Thursday, February 20, 2014

Birdcage

The Birdcage, as best I can remember, was a pretty good movie. I enjoyed it, anyway. Robin Williams and Nathan Lane play a cabaret owner and his trans-woman starlet who live together as a married couple. They have an adopted son, and the movie is about them dealing with this adult son getting married to a Catholic girl who's parents would never approve of their religion (Jewish), lifestyle, or sexuality.

They first attempt to deal with this by trying to pretend that Nathan Lane's character is biologically a woman, and that they are a good Christian family. But as she hasn't been through the surgery (and seems to have no interest? I don't know. It's been a really long time, and I was like 14.), her makeup job goes awry after a series of wacky misfortunes, and the jig is up.

Somehow, both families work through this and decide to tolerate one another for the sake of their children, and the movie ends on an adorable half Jewish, half Catholic wedding because tolerance of our differences is what's really important.

So I really liked it. I thought it was funny. I liked the message. Maybe I wouldn't agree now (like I said, been a long time, and I'm a little scared to rewatch it. I'm kind of worried that it will turn out to have been problematic, or even offensive, in ways I don't remember.), but at the time, it was like a breath of fresh air. It was a sort of validation that it's OK to be different. I would later go on to realize that I'm pansexual, and I've always kept this movie in the back of my mind.

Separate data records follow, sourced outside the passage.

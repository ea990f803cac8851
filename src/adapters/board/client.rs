//! HTTP client for the external task board (spec §6 "Board protocol").
//!
//! Wraps the board's REST surface with a token-bucket rate limiter (spec's
//! ambient stack calls for `governor`) so inbound sync and outbound status
//! reports never exceed the board's request budget.

use std::num::NonZeroU32;
use std::sync::Arc;

use async_trait::async_trait;
use governor::{Quota, RateLimiter};
use reqwest::Client as HttpClient;
use serde::Deserialize;

use crate::domain::errors::{DomainError, DomainResult};
use crate::domain::ports::board::{BoardClient, BoardSummary, BoardTask};

type GovernorLimiter = RateLimiter<
    governor::state::NotKeyed,
    governor::state::InMemoryState,
    governor::clock::DefaultClock,
>;

#[derive(Debug, Clone)]
pub struct BoardHttpConfig {
    pub base_url: String,
    /// Read from config, never hardcoded (spec §6 "Board protocol").
    pub token: String,
    pub org_id: Option<String>,
    pub requests_per_minute: u32,
}

#[derive(Debug, Deserialize)]
struct BoardListResponse {
    items: Vec<BoardSummary>,
}

#[derive(Debug, Deserialize)]
struct TaskListResponse {
    items: Vec<BoardTask>,
}

pub struct HttpBoardClient {
    http: HttpClient,
    config: BoardHttpConfig,
    limiter: Arc<GovernorLimiter>,
}

impl HttpBoardClient {
    #[must_use]
    pub fn new(config: BoardHttpConfig) -> Self {
        let quota = Quota::per_minute(NonZeroU32::new(config.requests_per_minute.max(1)).unwrap());
        Self {
            http: HttpClient::new(),
            config,
            limiter: Arc::new(RateLimiter::direct(quota)),
        }
    }

    async fn authorized(&self, method: reqwest::Method, path: &str) -> reqwest::RequestBuilder {
        self.limiter.until_ready().await;
        let url = format!("{}{}", self.config.base_url, path);
        let mut builder = self
            .http
            .request(method, url)
            .bearer_auth(&self.config.token)
            .header("content-type", "application/json");
        if let Some(org_id) = &self.config.org_id {
            builder = builder.header("X-Organization-Id", org_id);
        }
        builder
    }
}

#[async_trait]
impl BoardClient for HttpBoardClient {
    async fn list_boards(&self) -> DomainResult<Vec<BoardSummary>> {
        let resp = self
            .authorized(reqwest::Method::GET, "/api/v1/boards")
            .await
            .send()
            .await
            .map_err(|e| DomainError::Transport(format!("list_boards failed: {e}")))?;

        if !resp.status().is_success() {
            return Err(DomainError::Transport(format!("list_boards returned {}", resp.status())));
        }

        resp.json::<BoardListResponse>()
            .await
            .map(|r| r.items)
            .map_err(|e| DomainError::Transport(format!("list_boards parse failed: {e}")))
    }

    async fn list_tasks(&self, board_id: &str, status: Option<&str>) -> DomainResult<Vec<BoardTask>> {
        let path = match status {
            Some(status) => format!("/api/v1/boards/{board_id}/tasks?status={status}"),
            None => format!("/api/v1/boards/{board_id}/tasks"),
        };
        let resp = self
            .authorized(reqwest::Method::GET, &path)
            .await
            .send()
            .await
            .map_err(|e| DomainError::Transport(format!("list_tasks failed: {e}")))?;

        if !resp.status().is_success() {
            return Err(DomainError::Transport(format!("list_tasks returned {}", resp.status())));
        }

        resp.json::<TaskListResponse>()
            .await
            .map(|r| r.items)
            .map_err(|e| DomainError::Transport(format!("list_tasks parse failed: {e}")))
    }

    async fn update_task_status(
        &self,
        board_id: &str,
        task_id: &str,
        status: &str,
        comment: Option<&str>,
    ) -> DomainResult<()> {
        let path = format!("/api/v1/boards/{board_id}/tasks/{task_id}");
        let body = serde_json::json!({ "status": status, "comment": comment });

        let resp = self
            .authorized(reqwest::Method::PATCH, &path)
            .await
            .json(&body)
            .send()
            .await
            .map_err(|e| DomainError::Transport(format!("update_task_status failed: {e}")))?;

        if !resp.status().is_success() {
            return Err(DomainError::Transport(format!("update_task_status returned {}", resp.status())));
        }
        Ok(())
    }

    async fn create_task(
        &self,
        board_id: &str,
        title: &str,
        description: &str,
        priority: &str,
    ) -> DomainResult<()> {
        let path = format!("/api/v1/boards/{board_id}/tasks");
        let body = serde_json::json!({ "title": title, "description": description, "priority": priority });

        let resp = self
            .authorized(reqwest::Method::POST, &path)
            .await
            .json(&body)
            .send()
            .await
            .map_err(|e| DomainError::Transport(format!("create_task failed: {e}")))?;

        if !resp.status().is_success() {
            return Err(DomainError::Transport(format!("create_task returned {}", resp.status())));
        }
        Ok(())
    }

    async fn post_comment(&self, board_id: &str, task_id: &str, content: &str) -> DomainResult<()> {
        let path = format!("/api/v1/boards/{board_id}/tasks/{task_id}/comments");
        let body = serde_json::json!({ "content": content });

        let resp = self
            .authorized(reqwest::Method::POST, &path)
            .await
            .json(&body)
            .send()
            .await
            .map_err(|e| DomainError::Transport(format!("post_comment failed: {e}")))?;

        if !resp.status().is_success() {
            return Err(DomainError::Transport(format!("post_comment returned {}", resp.status())));
        }
        Ok(())
    }

    async fn ask_user(&self, board_id: &str, content: &str, correlation_id: Option<&str>) -> DomainResult<()> {
        let body = serde_json::json!({
            "board_id": board_id,
            "content": content,
            "correlation_id": correlation_id,
        });

        let resp = self
            .authorized(reqwest::Method::POST, "/gateway/main/ask-user")
            .await
            .json(&body)
            .send()
            .await
            .map_err(|e| DomainError::Transport(format!("ask_user failed: {e}")))?;

        if !resp.status().is_success() {
            return Err(DomainError::Transport(format!("ask_user returned {}", resp.status())));
        }
        Ok(())
    }
}
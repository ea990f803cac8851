//! SQLite implementation of EventRepository (I6: append-only).

use async_trait::async_trait;
use chrono::{DateTime, Utc};
use sqlx::SqlitePool;
use uuid::Uuid;

use crate::adapters::sqlite::{parse_datetime, parse_optional_uuid, parse_uuid};
use crate::domain::errors::DomainResult;
use crate::domain::models::Event;
use crate::domain::ports::EventRepository;

#[derive(Clone)]
pub struct SqliteEventRepository {
    pool: SqlitePool,
}

impl SqliteEventRepository {
    pub fn new(pool: SqlitePool) -> Self {
        Self { pool }
    }
}

#[derive(Debug, sqlx::FromRow)]
struct EventRow {
    id: String,
    event_type: String,
    source_agent_id: Option<String>,
    project_id: String,
    payload_json: String,
    created_at: String,
}

fn row_to_event(row: EventRow) -> DomainResult<Event> {
    Ok(Event {
        id: parse_uuid(&row.id)?,
        event_type: row.event_type,
        source_agent_id: parse_optional_uuid(row.source_agent_id)?,
        project_id: parse_uuid(&row.project_id)?,
        payload: serde_json::from_str(&row.payload_json)?,
        created_at: parse_datetime(&row.created_at)?,
    })
}

#[async_trait]
impl EventRepository for SqliteEventRepository {
    async fn append(&self, event: &Event) -> DomainResult<()> {
        sqlx::query(
            r#"INSERT INTO events (id, event_type, source_agent_id, project_id, payload_json, created_at)
               VALUES (?, ?, ?, ?, ?, ?)"#,
        )
        .bind(event.id.to_string())
        .bind(&event.event_type)
        .bind(event.source_agent_id.map(|id| id.to_string()))
        .bind(event.project_id.to_string())
        .bind(serde_json::to_string(&event.payload)?)
        .bind(event.created_at.to_rfc3339())
        .execute(&self.pool)
        .await?;
        Ok(())
    }

    async fn list_since(&self, project_id: Uuid, since: DateTime<Utc>) -> DomainResult<Vec<Event>> {
        let rows: Vec<EventRow> = sqlx::query_as(
            "SELECT * FROM events WHERE project_id = ? AND created_at >= ? ORDER BY created_at",
        )
        .bind(project_id.to_string())
        .bind(since.to_rfc3339())
        .fetch_all(&self.pool)
        .await?;
        rows.into_iter().map(row_to_event).collect()
    }

    async fn delete_older_than(&self, cutoff: DateTime<Utc>) -> DomainResult<u64> {
        let result = sqlx::query("DELETE FROM events WHERE created_at < ?")
            .bind(cutoff.to_rfc3339())
            .execute(&self.pool)
            .await?;
        Ok(result.rows_affected())
    }
}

I saw the Birdcage with my grandmother. I don't remember why or who's idea it was to see it. I seem to recall that she disapproved and wanted to...kind of be a watch dog, I guess? Like when parents want to make sure their kids aren't watching something they shouldn't be exposed to. Not a problem, is what I'm trying to say. It's annoying in retrospect because I was 14, but it was an R rated movie. It doesn't really matter. The important part is what comes after.

There's a scene in the movie where the son tells his father that he's getting married to a girl. Armand (Williams' character) goes to Albert (Lane's character) to commiserate that they're son is getting married, and to a girl, no less. This was treated with sadness, but acceptance. Their son was different, but in the end, that's OK.

After the movie, my grandmother was troubled. Surely, they couldn't want their son to be like them? They were homosexuals. That's like a disease or something.

I can't remember what I said, some vague toeing the line thing that I felt was acceptable while registering my discomfort with her sentiment. What I do remember was hearing her say that, then crinkling my nose, drawing my eyebrows together. It wasn't right, what she said. Then a tiny bit of nausea in my stomach and my mind. All this in a moment that's as crystal clear now as when it happened, and then my murmured response.

My grandmother confuses me, looking back. That she could honestly believe that, not only is there something wrong with homosexuality, but that they must know that and hate themselves for it. But then, a few years later, she expressed the sentiment that the hot girls calendar my grandfather kept in his workshop was not only acceptable but desirable because the female body is beautiful, and there's nothing wrong with that. She could say and believe such an awful thing about homosexuality, and then be the inspiration for me accepting that I'm not heterosexual.

Sometimes, I love her. And then I remember something else she said or did or didn't do, and I remember why I couldn't, and still can't, love her. I used to hate her. Now, I just feel tired.